Task directions> Locate each line in the records containing "true". Copy it.

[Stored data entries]

━━━━━━━━

//! Logging infrastructure using `tracing` and `tracing-subscriber`.
//!
//! # Log Levels
//!
//! - `error`: fatal per-file failures
//! - `warn`: schema drift, mapping collisions, skipped operations
//! - `info`: pipeline stage progress, summary counts
//! - `debug`: detailed processing information

use std::fs::OpenOptions;
use std::io::{self, Write};
use std::path::PathBuf;
use std::sync::{Arc, Mutex};

use tracing::level_filters::LevelFilter;
use tracing_subscriber::{
    EnvFilter,
    fmt::{self, MakeWriter},
    layer::SubscriberExt,
    util::SubscriberInitExt,
};

/// Configuration for logging behavior.
#[derive(Debug, Clone)]
pub struct LogConfig {
    /// Level filter applied when `RUST_LOG` does not override it.
    pub level_filter: LevelFilter,
    /// Whether to include timestamps in log output.
    pub with_timestamps: bool,
    /// Whether to include target (module path) in log output.
    pub with_target: bool,
    /// Whether to use ANSI colors in output.
    pub with_ansi: bool,
    /// Output format.
    pub format: LogFormat,
    /// Optional log file path. When set, logs are written to the file.
    pub log_file: Option<PathBuf>,
}

/// Log output format.
#[derive(Debug, Clone, Copy, Default, PartialEq, Eq)]
pub enum LogFormat {
    /// Human-readable pretty format with colors.
    #[default]
    Pretty,
    /// Compact single-line format.
    Compact,
    /// JSON format for machine parsing.
    Json,
}

impl Default for LogConfig {
    fn default() -> Self {
        Self {
            level_filter: LevelFilter::INFO,
            with_timestamps: false,
            with_target: false,
            with_ansi: true,
            format: LogFormat::default(),
            log_file: None,
        }
    }
}

/// Initialize the global tracing subscriber with the given configuration.
///
/// This should be called once at application startup.
///
/// # Errors
///
/// Returns an error if the log file cannot be opened.
pub fn init_logging(config: &LogConfig) -> io::Result<()> {
    if let Some(path) = &config.log_file {
        let file = OpenOptions::new().create(true).append(true).open(path)?;
        init_logging_with_writer(config, SharedFileWriter::new(file));
    } else {
        init_logging_with_writer(config, io::stderr);
    }
    Ok(())
}

/// Initialize logging with a custom writer (useful for testing).
pub fn init_logging_with_writer<W>(config: &LogConfig, writer: W)
where
    W: for<'writer> MakeWriter<'writer> + Send + Sync + 'static,
{
    let filter = build_env_filter(config.level_filter);

    match config.format {
        LogFormat::Json => {
            let layer = fmt::layer()
                .json()
                .with_writer(writer)
                .with_target(config.with_target);

            tracing_subscriber::registry()
                .with(filter)
                .with(layer)
                .init();
        }
        LogFormat::Compact => {
            let layer = fmt::layer()
                .compact()
                .with_writer(writer)
                .with_ansi(config.with_ansi)
                .with_target(config.with_target);

            if config.with_timestamps {
                tracing_subscriber::registry()
                    .with(filter)
                    .with(layer)
                    .init();
            } else {
                tracing_subscriber::registry()
                    .with(filter)
                    .with(layer.without_time())
                    .init();
            }
        }
        LogFormat::Pretty => {
            let layer = fmt::layer()
                .with_writer(writer)
                .with_ansi(config.with_ansi)
                .with_target(config.with_target);

            if config.with_timestamps {
                tracing_subscriber::registry()
                    .with(filter)
                    .with(layer)
                    .init();
            } else {
                tracing_subscriber::registry()
                    .with(filter)
                    .with(layer.without_time())
                    .init();
            }
        }
    }
}

#[derive(Clone)]
struct SharedFileWriter {
    file: Arc<Mutex<std::fs::File>>,
}

impl SharedFileWriter {
    fn new(file: std::fs::File) -> Self {
        Self {
            file: Arc::new(Mutex::new(file)),
        }
    }
}

struct SharedFileGuard {
    file: Arc<Mutex<std::fs::File>>,
}

impl Write for SharedFileGuard {
    fn write(&mut self, buf: &[u8]) -> io::Result<usize> {
        let mut guard = self
            .file
            .lock()
            .map_err(|_| io::Error::other("log file lock poisoned"))?;
        guard.write(buf)
    }

    fn flush(&mut self) -> io::Result<()> {
        let mut guard = self
            .file
            .lock()
            .map_err(|_| io::Error::other("log file lock poisoned"))?;
        guard.flush()
    }
}

impl<'a> MakeWriter<'a> for SharedFileWriter {
    type Writer = SharedFileGuard;

    fn make_writer(&'a self) -> Self::Writer {
        SharedFileGuard {
            file: Arc::clone(&self.file),
        }
    }
}

/// Build an `EnvFilter` from the given level, respecting `RUST_LOG`.
fn build_env_filter(level: LevelFilter) -> EnvFilter {
    let level_str = level.to_string().to_lowercase();

    EnvFilter::try_from_default_env().unwrap_or_else(|_| {
        // Keep external crates at warn level to reduce noise.
        EnvFilter::new(format!(
            "warn,prs_cli={level},prs_ingest={level},prs_map={level},\
             prs_model={level},prs_transform={level},prs_validate={level}",
            level = level_str
        ))
    })
}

━━━━━━━━

Solution for this exercise>
            with_ansi: true,
        let file = OpenOptions::new().create(true).append(true).open(path)?;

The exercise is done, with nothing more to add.